DIRECTIONS -> For each line of the data below, copy it if it holds the word "their".

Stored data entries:

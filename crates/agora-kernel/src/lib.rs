//! Core kernel for Agora nodes.
//!
//! An [`Agent`] is a named node. It keeps a [`RoutingTable`] of known routes,
//! discovers unknown destinations with a [`RoutingWorker`] flood, forwards
//! messages hop by hop to in-process peers or over its socket links, and
//! repairs routing state with an [`Undertaker`] crawl whenever a link goes
//! away.

pub mod agent;
pub mod config;
pub mod error;
pub mod routing;
pub mod undertaker;

pub use agent::{Agent, MessageListener};
pub use error::{AgentError, AgentResult};
pub use routing::{RoutingTable, RoutingWorker};
pub use undertaker::{CrawlReport, Undertaker};
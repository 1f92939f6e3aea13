//! Agent: a named node of the overlay.
//!
//! An agent keeps its routing table and its in-process peers, forwards
//! messages hop by hop along their routes, and hands messages addressed to
//! it to every registered [`MessageListener`]. With a socket attached it
//! also reaches peers over TCP links; the wire layer calls back into the
//! agent through [`AgentHandle`].

use crate::error::{AgentError, AgentResult};
use crate::routing::{RoutingTable, RoutingWorker};
use crate::undertaker::{CrawlReport, Undertaker};
use agora_types::{name, Message, NodeConfig, Route, RoutingError};
use agora_wire::{AgentHandle, SocketAgent, SocketConfig};
use async_trait::async_trait;
use dashmap::DashMap;
use futures::future::BoxFuture;
use futures::FutureExt;
use std::collections::HashSet;
use std::sync::{Arc, OnceLock, RwLock, Weak};
use std::time::Duration;
use tokio::task::JoinHandle;
use tracing::{debug, info, warn};

/// Receives messages addressed to the agent it is registered with.
pub trait MessageListener: Send + Sync {
    fn on_message(&self, message: &Message);
}

impl<F> MessageListener for F
where
    F: Fn(&Message) + Send + Sync,
{
    fn on_message(&self, message: &Message) {
        self(message)
    }
}

pub struct Agent {
    name: String,
    me: Weak<Agent>,
    table: RoutingTable,
    peers: DashMap<String, Weak<Agent>>,
    listeners: RwLock<Vec<Arc<dyn MessageListener>>>,
    socket: OnceLock<Arc<SocketAgent>>,
    max_hops: usize,
    discovery_timeout: Duration,
}

impl Agent {
    /// Create an agent with default routing limits.
    pub fn new(name: &str) -> AgentResult<Arc<Self>> {
        Self::with_config(&NodeConfig {
            name: name.to_string(),
            ..NodeConfig::default()
        })
    }

    /// Create an agent named and bounded by `config`. No socket is attached.
    pub fn with_config(config: &NodeConfig) -> AgentResult<Arc<Self>> {
        let name = name::validate(&config.name)?;
        Ok(Arc::new_cyclic(|me| Self {
            name,
            me: me.clone(),
            table: RoutingTable::new(),
            peers: DashMap::new(),
            listeners: RwLock::new(Vec::new()),
            socket: OnceLock::new(),
            max_hops: config.max_hops,
            discovery_timeout: Duration::from_millis(config.discovery_timeout_ms),
        }))
    }

    /// Create an agent, attach a socket, start advertising if a listen port
    /// is configured and dial every configured peer.
    pub async fn boot(config: &NodeConfig) -> AgentResult<Arc<Self>> {
        let agent = Self::with_config(config)?;
        let socket = agent.attach_socket(SocketConfig::from_node(config));
        if let Some(port) = config.listen_port {
            socket.start_advertising(port).await;
        }
        for peer in &config.peers {
            match parse_peer(peer) {
                Some((host, port)) => socket.add_connection(&host, port),
                None => warn!(agent = %agent.name, %peer, "Ignoring malformed peer address"),
            }
        }
        info!(agent = %agent.name, peers = config.peers.len(), "Agent booted");
        Ok(agent)
    }

    pub fn name(&self) -> &str {
        &self.name
    }

    pub fn routing_table(&self) -> &RoutingTable {
        &self.table
    }

    pub(crate) fn max_hops(&self) -> usize {
        self.max_hops
    }

    pub(crate) fn discovery_timeout(&self) -> Duration {
        self.discovery_timeout
    }

    // -----------------------------------------------------------------------
    // Adjacency
    // -----------------------------------------------------------------------

    /// Link two in-process agents and seed their one-hop routes.
    pub fn link(a: &Arc<Agent>, b: &Arc<Agent>) -> AgentResult<()> {
        if a.name == b.name {
            return Err(RoutingError::DuplicateAgentName(a.name.clone()).into());
        }
        a.peers.insert(b.name.clone(), Arc::downgrade(b));
        b.peers.insert(a.name.clone(), Arc::downgrade(a));
        a.table.add_route(&b.name, Route::from_hops([&a.name, &b.name])?);
        b.table.add_route(&a.name, Route::from_hops([&b.name, &a.name])?);
        info!(a = %a.name, b = %b.name, "Agents linked");
        Ok(())
    }

    /// Sever an in-process link. Each side starts an invalidation crawl for
    /// the other; the returned handles complete when the crawls do.
    pub fn unlink(a: &Arc<Agent>, b: &Arc<Agent>) -> Vec<JoinHandle<CrawlReport>> {
        let removed_a = a.peers.remove(&b.name).is_some();
        let removed_b = b.peers.remove(&a.name).is_some();
        if !removed_a && !removed_b {
            return Vec::new();
        }
        info!(a = %a.name, b = %b.name, "Agents unlinked");
        vec![
            Undertaker::new(Arc::clone(a), vec![b.name.clone()]).spawn(),
            Undertaker::new(Arc::clone(b), vec![a.name.clone()]).spawn(),
        ]
    }

    /// Live in-process peers.
    pub(crate) fn local_peers(&self) -> Vec<Arc<Agent>> {
        self.peers.iter().filter_map(|p| p.value().upgrade()).collect()
    }

    pub(crate) fn is_local_peer(&self, peer: &str) -> bool {
        self.peers
            .get(peer)
            .is_some_and(|p| p.value().strong_count() > 0)
    }

    fn local_peer(&self, peer: &str) -> Option<Arc<Agent>> {
        self.peers.get(peer).and_then(|p| p.value().upgrade())
    }

    /// Names of every directly reachable agent, in-process or over a link.
    pub fn neighbors(&self) -> Vec<String> {
        let mut names: Vec<String> = self.local_peers().iter().map(|p| p.name.clone()).collect();
        if let Some(socket) = self.socket() {
            names.extend(socket.peer_names());
        }
        names.sort();
        names.dedup();
        names
    }

    // -----------------------------------------------------------------------
    // Network
    // -----------------------------------------------------------------------

    /// Attach a socket agent. Attaching twice returns the first socket.
    pub fn attach_socket(&self, config: SocketConfig) -> Arc<SocketAgent> {
        let socket = self.socket.get_or_init(|| {
            let handle: Weak<dyn AgentHandle> = self.me.clone();
            SocketAgent::new(&self.name, config, handle)
        });
        Arc::clone(socket)
    }

    pub fn socket(&self) -> Option<&Arc<SocketAgent>> {
        self.socket.get()
    }

    /// Stop advertising and close every link.
    pub async fn shutdown(&self) {
        if let Some(socket) = self.socket() {
            socket.shutdown().await;
        }
    }

    // -----------------------------------------------------------------------
    // Messaging
    // -----------------------------------------------------------------------

    pub fn add_listener(&self, listener: Arc<dyn MessageListener>) {
        self.listeners
            .write()
            .unwrap_or_else(|e| e.into_inner())
            .push(listener);
    }

    /// The route to `destination`, discovering one if the table has none.
    pub async fn route_to(&self, destination: &str) -> AgentResult<Route> {
        if destination == self.name {
            return Err(RoutingError::RouteToSelf(destination.to_string()).into());
        }
        if let Some(route) = self.table.get_route(destination) {
            return Ok(route);
        }
        let me = self.me.upgrade().ok_or_else(|| AgentError::NoRoute(destination.to_string()))?;
        RoutingWorker::new(me, destination)?
            .run()
            .await?
            .ok_or_else(|| AgentError::NoRoute(destination.to_string()))
    }

    /// Send `data` to `destination`. Returns the message that was sent.
    pub async fn send(self: &Arc<Self>, destination: &str, data: &str) -> AgentResult<Message> {
        let route = self.route_to(destination).await?;
        let message = Message::new(route, data)?;
        debug!(agent = %self.name, id = %message.id(), route = %message.route(), "Sending");
        Arc::clone(self).receive(message.clone()).await?;
        Ok(message)
    }

    /// Handle a message that reached this agent: deliver it to the listeners
    /// if this agent is the recipient, otherwise pass it to the next hop.
    pub fn receive(self: Arc<Self>, message: Message) -> BoxFuture<'static, AgentResult<()>> {
        async move {
            if message.originator() != self.name {
                if let Some(back) = message.route().reverse_from(&self.name) {
                    self.table.add_route(message.originator(), back);
                }
            }

            if message.recipient() == self.name {
                self.notify(&message);
                return Ok(());
            }

            let next = message.route().next_hop_after(&self.name)?;
            if let Some(peer) = self.local_peer(&next) {
                return peer.receive(message).await;
            }
            match self.socket() {
                Some(socket) if socket.connection_to(&next).is_some() => {
                    socket.send_message(&next, &message).await?;
                    Ok(())
                }
                _ => {
                    warn!(agent = %self.name, %next, id = %message.id(), "Next hop unreachable");
                    Err(AgentError::UnknownNeighbor(next))
                }
            }
        }
        .boxed()
    }

    fn notify(&self, message: &Message) {
        let listeners = self
            .listeners
            .read()
            .unwrap_or_else(|e| e.into_inner())
            .clone();
        debug!(agent = %self.name, id = %message.id(), listeners = listeners.len(), "Delivering");
        for listener in listeners {
            listener.on_message(message);
        }
    }

    /// Answer a neighbor's discovery query. `path` ends with the neighbor.
    pub fn answer_query(
        self: Arc<Self>,
        destination: String,
        path: Route,
    ) -> BoxFuture<'static, AgentResult<Option<Route>>> {
        async move {
            let path = path.extended(&self.name)?;
            if destination == self.name {
                return Ok(Some(path));
            }
            if let Some(known) = self.table.get_route(&destination) {
                match path.join(&known) {
                    Ok(route) => return Ok(Some(route)),
                    Err(e) => debug!(agent = %self.name, error = %e, "Known route loops back"),
                }
            }
            RoutingWorker::delegated(self, &destination, path).run().await
        }
        .boxed()
    }
}

#[async_trait]
impl AgentHandle for Agent {
    async fn deliver(&self, message: Message) {
        let Some(me) = self.me.upgrade() else { return };
        let id = message.id().to_string();
        if let Err(e) = me.receive(message).await {
            warn!(agent = %self.name, %id, error = %e, "Message dropped");
        }
    }

    async fn answer_route_query(
        &self,
        destination: &str,
        path: Route,
    ) -> Result<Option<Route>, RoutingError> {
        let Some(me) = self.me.upgrade() else {
            return Ok(None);
        };
        match me.answer_query(destination.to_string(), path).await {
            Ok(found) => Ok(found),
            Err(AgentError::Routing(e)) => Err(e),
            Err(e) => {
                debug!(agent = %self.name, error = %e, "Route query unanswered");
                Ok(None)
            }
        }
    }

    fn invalidate(&self, names: Vec<String>, visited: HashSet<String>) {
        if let Some(me) = self.me.upgrade() {
            Undertaker::with_visited(me, names, visited).spawn();
        }
    }

    fn link_established(&self, peer: &str) {
        match Route::from_hops([self.name.as_str(), peer]) {
            Ok(route) => {
                self.table.add_route(peer, route);
            }
            Err(e) => warn!(agent = %self.name, %peer, error = %e, "Cannot route to peer"),
        }
    }

    fn link_lost(&self, peer: &str) {
        if let Some(me) = self.me.upgrade() {
            Undertaker::new(me, vec![peer.to_string()]).spawn();
        }
    }
}

fn parse_peer(address: &str) -> Option<(String, u16)> {
    let (host, port) = address.rsplit_once(':')?;
    if host.is_empty() {
        return None;
    }
    Some((host.to_string(), port.parse().ok()?))
}
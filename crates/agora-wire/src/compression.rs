//! Compression strategies, selected by the name exchanged in SET_COMPRESSION.

use crate::codec::MAX_FRAME_SIZE;
use crate::error::{WireError, WireResult};
use flate2::read::DeflateDecoder;
use flate2::write::DeflateEncoder;
use flate2::Compression;
use std::io::{Read, Write};

/// A named, stateless compression algorithm.
pub trait CompressionProvider: Send + Sync {
    fn name(&self) -> &'static str;
    fn compress(&self, data: &[u8]) -> WireResult<Vec<u8>>;
    fn decompress(&self, data: &[u8]) -> WireResult<Vec<u8>>;
}

/// Pass-through; every link starts here.
#[derive(Debug, Default, Clone, Copy)]
pub struct NoCompression;

impl CompressionProvider for NoCompression {
    fn name(&self) -> &'static str {
        "none"
    }

    fn compress(&self, data: &[u8]) -> WireResult<Vec<u8>> {
        Ok(data.to_vec())
    }

    fn decompress(&self, data: &[u8]) -> WireResult<Vec<u8>> {
        Ok(data.to_vec())
    }
}

/// Raw DEFLATE.
#[derive(Debug, Default, Clone, Copy)]
pub struct Deflate;

impl CompressionProvider for Deflate {
    fn name(&self) -> &'static str {
        "deflate"
    }

    fn compress(&self, data: &[u8]) -> WireResult<Vec<u8>> {
        let mut encoder = DeflateEncoder::new(Vec::new(), Compression::default());
        encoder
            .write_all(data)
            .map_err(|e| WireError::Compression(e.to_string()))?;
        encoder
            .finish()
            .map_err(|e| WireError::Compression(e.to_string()))
    }

    fn decompress(&self, data: &[u8]) -> WireResult<Vec<u8>> {
        let mut out = Vec::new();
        DeflateDecoder::new(data)
            .take(MAX_FRAME_SIZE as u64 + 1)
            .read_to_end(&mut out)
            .map_err(|e| WireError::Compression(e.to_string()))?;
        if out.len() > MAX_FRAME_SIZE {
            return Err(WireError::FrameTooLarge {
                size: out.len(),
                max: MAX_FRAME_SIZE,
            });
        }
        Ok(out)
    }
}

/// Names accepted in SET_COMPRESSION.
pub const AVAILABLE: &[&str] = &["none", "deflate"];

/// Look up a compressor by name.
pub fn by_name(name: &str) -> Option<Box<dyn CompressionProvider>> {
    match name {
        "none" => Some(Box::new(NoCompression)),
        "deflate" => Some(Box::new(Deflate)),
        _ => None,
    }
}
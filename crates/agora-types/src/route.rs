//! Routes: ordered hop paths from originator to recipient.
//!
//! A [`Route`] never names the same agent twice. Every mutator that could
//! introduce a repeat fails with [`RoutingError::DuplicateAgentName`], so a
//! route that exists is always acyclic.

use crate::error::{RoutingError, RoutingResult};
use crate::name;
use std::fmt;

/// Separator between names in the serialized form. Reserved in agent names.
const SEPARATOR: char = ',';

/// An ordered, cycle-free sequence of agent names.
#[derive(Debug, Clone, PartialEq, Eq, Hash)]
pub struct Route {
    hops: Vec<String>,
}

impl Route {
    /// A route containing only its originator.
    pub fn new(originator: &str) -> RoutingResult<Self> {
        Ok(Self {
            hops: vec![name::validate(originator)?],
        })
    }

    /// Build a route from a sequence of names, rejecting repeats.
    pub fn from_hops<I, S>(hops: I) -> RoutingResult<Self>
    where
        I: IntoIterator<Item = S>,
        S: AsRef<str>,
    {
        let mut route = Self { hops: Vec::new() };
        for hop in hops {
            route.append(hop.as_ref())?;
        }
        Ok(route)
    }

    /// Append a name to the end of the route.
    pub fn append(&mut self, name: &str) -> RoutingResult<()> {
        let name = name::validate(name)?;
        if self.contains(&name) {
            return Err(RoutingError::DuplicateAgentName(name));
        }
        self.hops.push(name);
        Ok(())
    }

    /// A copy of this route with `name` appended.
    pub fn extended(&self, name: &str) -> RoutingResult<Self> {
        let mut route = self.clone();
        route.append(name)?;
        Ok(route)
    }

    /// Join `tail` onto the end of this route.
    ///
    /// If `tail` begins with this route's last hop the shared name is
    /// written once.
    pub fn join(&self, tail: &Route) -> RoutingResult<Self> {
        let mut route = self.clone();
        let skip = usize::from(
            route.recipient().is_some() && route.recipient() == tail.originator(),
        );
        for hop in tail.hops.iter().skip(skip) {
            route.append(hop)?;
        }
        Ok(route)
    }

    /// Remove and return the first remaining hop.
    pub fn pop_next_hop(&mut self) -> RoutingResult<String> {
        if self.hops.is_empty() {
            return Err(RoutingError::EndOfRoute);
        }
        Ok(self.hops.remove(0))
    }

    /// The hop that follows `name` on this route.
    pub fn next_hop_after(&self, name: &str) -> RoutingResult<String> {
        let mut remaining = self.clone();
        while remaining.pop_next_hop()? != name {}
        remaining.pop_next_hop()
    }

    /// The part of the route starting at `name`, if `name` is on it.
    pub fn suffix_from(&self, name: &str) -> Option<Route> {
        let start = self.position(name)?;
        Some(Self {
            hops: self.hops[start..].to_vec(),
        })
    }

    /// The part of the route ending at `name`, reversed so `name` comes first.
    pub fn reverse_from(&self, name: &str) -> Option<Route> {
        let end = self.position(name)?;
        Some(Self {
            hops: self.hops[..=end].iter().rev().cloned().collect(),
        })
    }

    pub fn originator(&self) -> Option<&str> {
        self.hops.first().map(String::as_str)
    }

    pub fn recipient(&self) -> Option<&str> {
        self.hops.last().map(String::as_str)
    }

    pub fn contains(&self, name: &str) -> bool {
        self.hops.iter().any(|h| h == name)
    }

    fn position(&self, name: &str) -> Option<usize> {
        self.hops.iter().position(|h| h == name)
    }

    /// Number of names on the route.
    pub fn len(&self) -> usize {
        self.hops.len()
    }

    pub fn is_empty(&self) -> bool {
        self.hops.is_empty()
    }

    /// Number of links traversed (one less than the number of names).
    pub fn hop_count(&self) -> usize {
        self.hops.len().saturating_sub(1)
    }

    pub fn hops(&self) -> &[String] {
        &self.hops
    }

    /// Serialize as a comma-separated name list.
    pub fn serialize(&self) -> String {
        self.hops.join(&SEPARATOR.to_string())
    }

    /// Parse the comma-separated form, enforcing name validity and acyclicity.
    pub fn parse(input: &str) -> RoutingResult<Self> {
        if input.is_empty() {
            return Ok(Self { hops: Vec::new() });
        }
        Self::from_hops(input.split(SEPARATOR))
    }
}

impl fmt::Display for Route {
    fn fmt(&self, f: &mut fmt::Formatter<'_>) -> fmt::Result {
        f.write_str(&self.hops.join(" -> "))
    }
}

#[cfg(test)]
mod tests {
    use super::*;

    fn route(hops: &[&str]) -> Route {
        Route::from_hops(hops).unwrap()
    }

    #[test]
    fn test_append_rejects_cycle() {
        let mut r = route(&["a", "b", "c"]);
        assert_eq!(
            r.append("b"),
            Err(RoutingError::DuplicateAgentName("b".to_string()))
        );
        assert_eq!(r.len(), 3);
        assert_eq!(
            Route::from_hops(["x", "y", "x"]),
            Err(RoutingError::DuplicateAgentName("x".to_string()))
        );
    }

    #[test]
    fn test_append_rejects_invalid_name() {
        let mut r = route(&["a"]);
        assert!(matches!(
            r.append("b,c"),
            Err(RoutingError::InvalidAgentName(_))
        ));
    }

    #[test]
    fn test_pop_until_exhausted() {
        let mut r = route(&["a", "b"]);
        assert_eq!(r.pop_next_hop().unwrap(), "a");
        assert_eq!(r.pop_next_hop().unwrap(), "b");
        assert_eq!(r.pop_next_hop(), Err(RoutingError::EndOfRoute));
    }

    #[test]
    fn test_next_hop_after() {
        let r = route(&["a", "b", "c"]);
        assert_eq!(r.next_hop_after("a").unwrap(), "b");
        assert_eq!(r.next_hop_after("b").unwrap(), "c");
        assert_eq!(r.next_hop_after("c"), Err(RoutingError::EndOfRoute));
        assert_eq!(r.next_hop_after("zed"), Err(RoutingError::EndOfRoute));
    }

    #[test]
    fn test_join_shares_boundary_name() {
        let head = route(&["a", "b"]);
        let tail = route(&["b", "c", "d"]);
        assert_eq!(head.join(&tail).unwrap(), route(&["a", "b", "c", "d"]));

        let disjoint = route(&["c", "d"]);
        assert_eq!(head.join(&disjoint).unwrap(), route(&["a", "b", "c", "d"]));

        let looping = route(&["b", "c", "a"]);
        assert!(matches!(
            head.join(&looping),
            Err(RoutingError::DuplicateAgentName(_))
        ));
    }

    #[test]
    fn test_suffix_and_reverse() {
        let r = route(&["a", "b", "c", "d"]);
        assert_eq!(r.suffix_from("b").unwrap(), route(&["b", "c", "d"]));
        assert_eq!(r.reverse_from("c").unwrap(), route(&["c", "b", "a"]));
        assert!(r.suffix_from("q").is_none());
    }

    #[test]
    fn test_serialize_parse_roundtrip() {
        for hops in [vec!["solo"], vec!["a", "b", "c"], vec!["n-1", "n_2", "n.3"]] {
            let r = route(&hops);
            assert_eq!(Route::parse(&r.serialize()).unwrap(), r);
        }
        assert!(Route::parse("").unwrap().is_empty());
        assert!(matches!(
            Route::parse("a,b,a"),
            Err(RoutingError::DuplicateAgentName(_))
        ));
    }

    #[test]
    fn test_accessors() {
        let r = route(&["a", "b", "c"]);
        assert_eq!(r.originator(), Some("a"));
        assert_eq!(r.recipient(), Some("c"));
        assert_eq!(r.hop_count(), 2);
        assert_eq!(r.to_string(), "a -> b -> c");
    }
}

EXERCISE SOLUTION ->
//! messages hop by hop along their routes, and hands messages addressed to
    /// Link two in-process agents and seed their one-hop routes.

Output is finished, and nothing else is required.